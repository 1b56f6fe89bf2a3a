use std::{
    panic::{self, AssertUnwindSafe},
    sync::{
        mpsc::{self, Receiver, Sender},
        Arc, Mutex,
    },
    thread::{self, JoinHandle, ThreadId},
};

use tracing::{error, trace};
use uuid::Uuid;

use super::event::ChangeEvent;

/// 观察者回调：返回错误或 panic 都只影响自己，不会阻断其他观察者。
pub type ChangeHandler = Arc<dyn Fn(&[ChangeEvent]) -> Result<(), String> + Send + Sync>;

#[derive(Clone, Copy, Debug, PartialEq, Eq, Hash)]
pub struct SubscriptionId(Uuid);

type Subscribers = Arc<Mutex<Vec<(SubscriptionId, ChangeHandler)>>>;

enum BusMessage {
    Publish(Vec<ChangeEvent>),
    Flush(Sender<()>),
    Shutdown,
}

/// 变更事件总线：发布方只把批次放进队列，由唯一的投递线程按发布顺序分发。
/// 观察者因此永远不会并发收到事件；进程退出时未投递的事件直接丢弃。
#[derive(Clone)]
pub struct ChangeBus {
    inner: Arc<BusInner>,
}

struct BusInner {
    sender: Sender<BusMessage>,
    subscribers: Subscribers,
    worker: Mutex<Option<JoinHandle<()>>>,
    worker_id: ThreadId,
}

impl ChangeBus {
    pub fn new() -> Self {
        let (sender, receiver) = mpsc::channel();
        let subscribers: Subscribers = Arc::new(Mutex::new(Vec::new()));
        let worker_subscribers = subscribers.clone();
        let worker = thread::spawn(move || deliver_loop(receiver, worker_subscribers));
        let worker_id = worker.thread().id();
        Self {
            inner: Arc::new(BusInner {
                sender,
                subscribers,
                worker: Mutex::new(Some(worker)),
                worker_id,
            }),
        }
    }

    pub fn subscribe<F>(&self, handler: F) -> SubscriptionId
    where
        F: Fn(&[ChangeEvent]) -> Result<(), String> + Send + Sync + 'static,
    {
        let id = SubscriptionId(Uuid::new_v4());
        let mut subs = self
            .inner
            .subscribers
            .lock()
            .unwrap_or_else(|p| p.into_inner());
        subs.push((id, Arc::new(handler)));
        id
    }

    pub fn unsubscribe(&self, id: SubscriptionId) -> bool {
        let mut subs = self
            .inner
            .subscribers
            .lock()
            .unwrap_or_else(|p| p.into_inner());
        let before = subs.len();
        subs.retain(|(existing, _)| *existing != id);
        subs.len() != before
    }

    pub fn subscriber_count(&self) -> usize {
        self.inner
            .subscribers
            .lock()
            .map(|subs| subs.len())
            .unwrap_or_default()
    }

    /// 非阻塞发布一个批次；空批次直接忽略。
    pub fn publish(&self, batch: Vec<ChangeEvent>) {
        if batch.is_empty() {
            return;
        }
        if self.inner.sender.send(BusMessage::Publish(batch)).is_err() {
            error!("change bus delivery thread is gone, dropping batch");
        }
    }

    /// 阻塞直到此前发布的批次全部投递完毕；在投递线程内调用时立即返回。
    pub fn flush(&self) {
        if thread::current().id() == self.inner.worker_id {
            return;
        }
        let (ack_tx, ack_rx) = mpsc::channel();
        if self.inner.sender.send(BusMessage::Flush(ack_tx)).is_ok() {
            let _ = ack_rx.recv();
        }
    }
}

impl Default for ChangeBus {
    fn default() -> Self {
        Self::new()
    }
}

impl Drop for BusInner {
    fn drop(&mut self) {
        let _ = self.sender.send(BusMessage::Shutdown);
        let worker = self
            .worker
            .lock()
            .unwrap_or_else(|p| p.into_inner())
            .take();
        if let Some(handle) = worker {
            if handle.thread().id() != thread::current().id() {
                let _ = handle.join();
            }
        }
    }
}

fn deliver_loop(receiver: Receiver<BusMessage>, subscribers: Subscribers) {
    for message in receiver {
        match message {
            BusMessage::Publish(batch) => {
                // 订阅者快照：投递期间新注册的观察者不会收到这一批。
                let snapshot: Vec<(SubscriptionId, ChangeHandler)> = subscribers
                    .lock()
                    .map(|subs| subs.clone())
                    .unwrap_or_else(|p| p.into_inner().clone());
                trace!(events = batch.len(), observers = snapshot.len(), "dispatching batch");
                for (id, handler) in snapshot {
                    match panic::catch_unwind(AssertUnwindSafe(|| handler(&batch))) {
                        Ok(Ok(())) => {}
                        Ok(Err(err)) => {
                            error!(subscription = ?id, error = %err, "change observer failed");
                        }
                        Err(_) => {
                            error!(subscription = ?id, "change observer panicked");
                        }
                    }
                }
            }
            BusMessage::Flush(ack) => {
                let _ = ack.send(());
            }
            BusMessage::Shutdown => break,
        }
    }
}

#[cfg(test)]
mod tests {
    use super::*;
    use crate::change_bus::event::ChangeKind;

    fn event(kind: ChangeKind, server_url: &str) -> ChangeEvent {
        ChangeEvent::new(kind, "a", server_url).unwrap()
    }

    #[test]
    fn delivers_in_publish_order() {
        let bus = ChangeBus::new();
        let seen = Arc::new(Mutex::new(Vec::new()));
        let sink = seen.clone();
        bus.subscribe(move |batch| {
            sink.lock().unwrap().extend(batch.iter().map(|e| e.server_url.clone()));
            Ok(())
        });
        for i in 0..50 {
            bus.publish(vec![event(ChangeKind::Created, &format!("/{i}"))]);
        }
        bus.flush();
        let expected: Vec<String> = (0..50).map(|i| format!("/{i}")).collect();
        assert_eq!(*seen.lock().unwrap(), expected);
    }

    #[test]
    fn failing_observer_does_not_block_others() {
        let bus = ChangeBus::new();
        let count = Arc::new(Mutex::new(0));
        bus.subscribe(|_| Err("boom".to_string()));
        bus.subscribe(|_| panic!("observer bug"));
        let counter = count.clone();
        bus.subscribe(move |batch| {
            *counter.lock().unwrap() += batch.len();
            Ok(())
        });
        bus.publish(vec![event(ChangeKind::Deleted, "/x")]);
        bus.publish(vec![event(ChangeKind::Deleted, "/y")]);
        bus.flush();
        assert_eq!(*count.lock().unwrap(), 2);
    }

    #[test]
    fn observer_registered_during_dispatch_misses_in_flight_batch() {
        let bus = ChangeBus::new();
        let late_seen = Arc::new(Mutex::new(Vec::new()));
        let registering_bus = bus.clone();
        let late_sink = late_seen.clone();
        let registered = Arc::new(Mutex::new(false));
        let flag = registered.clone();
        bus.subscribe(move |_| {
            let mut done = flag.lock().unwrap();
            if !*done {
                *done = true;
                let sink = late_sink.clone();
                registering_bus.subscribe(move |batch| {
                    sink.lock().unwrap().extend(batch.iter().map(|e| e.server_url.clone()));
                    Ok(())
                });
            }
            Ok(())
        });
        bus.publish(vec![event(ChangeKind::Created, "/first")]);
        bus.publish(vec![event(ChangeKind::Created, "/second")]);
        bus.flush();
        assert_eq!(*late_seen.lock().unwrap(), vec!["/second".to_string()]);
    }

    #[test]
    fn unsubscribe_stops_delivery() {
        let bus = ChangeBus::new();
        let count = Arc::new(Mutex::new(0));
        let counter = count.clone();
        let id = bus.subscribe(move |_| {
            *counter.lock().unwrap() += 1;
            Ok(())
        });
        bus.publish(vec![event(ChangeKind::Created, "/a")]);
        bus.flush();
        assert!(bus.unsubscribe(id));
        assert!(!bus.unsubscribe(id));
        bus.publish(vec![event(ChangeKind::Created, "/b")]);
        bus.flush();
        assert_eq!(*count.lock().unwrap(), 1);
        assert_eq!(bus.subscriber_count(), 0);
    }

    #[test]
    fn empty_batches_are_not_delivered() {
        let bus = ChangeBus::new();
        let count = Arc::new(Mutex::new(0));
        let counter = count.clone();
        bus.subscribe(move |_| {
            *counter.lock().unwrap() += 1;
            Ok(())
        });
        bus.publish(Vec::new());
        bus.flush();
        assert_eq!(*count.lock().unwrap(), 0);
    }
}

▬▬▬▬▬▬

Output exactly the lines of the records from the first through the one bearing "观察者回调：返回错误或 panic 都只影响自己，不会阻断其他观察者。", both ends included.

repository 1b56f6fe89bf2a3a
use std::{
    panic::{self, AssertUnwindSafe},
    sync::{
        mpsc::{self, Receiver, Sender},
        Arc, Mutex,
    },
    thread::{self, JoinHandle, ThreadId},
};

use tracing::{error, trace};
use uuid::Uuid;

use super::event::ChangeEvent;

/// 观察者回调：返回错误或 panic 都只影响自己，不会阻断其他观察者。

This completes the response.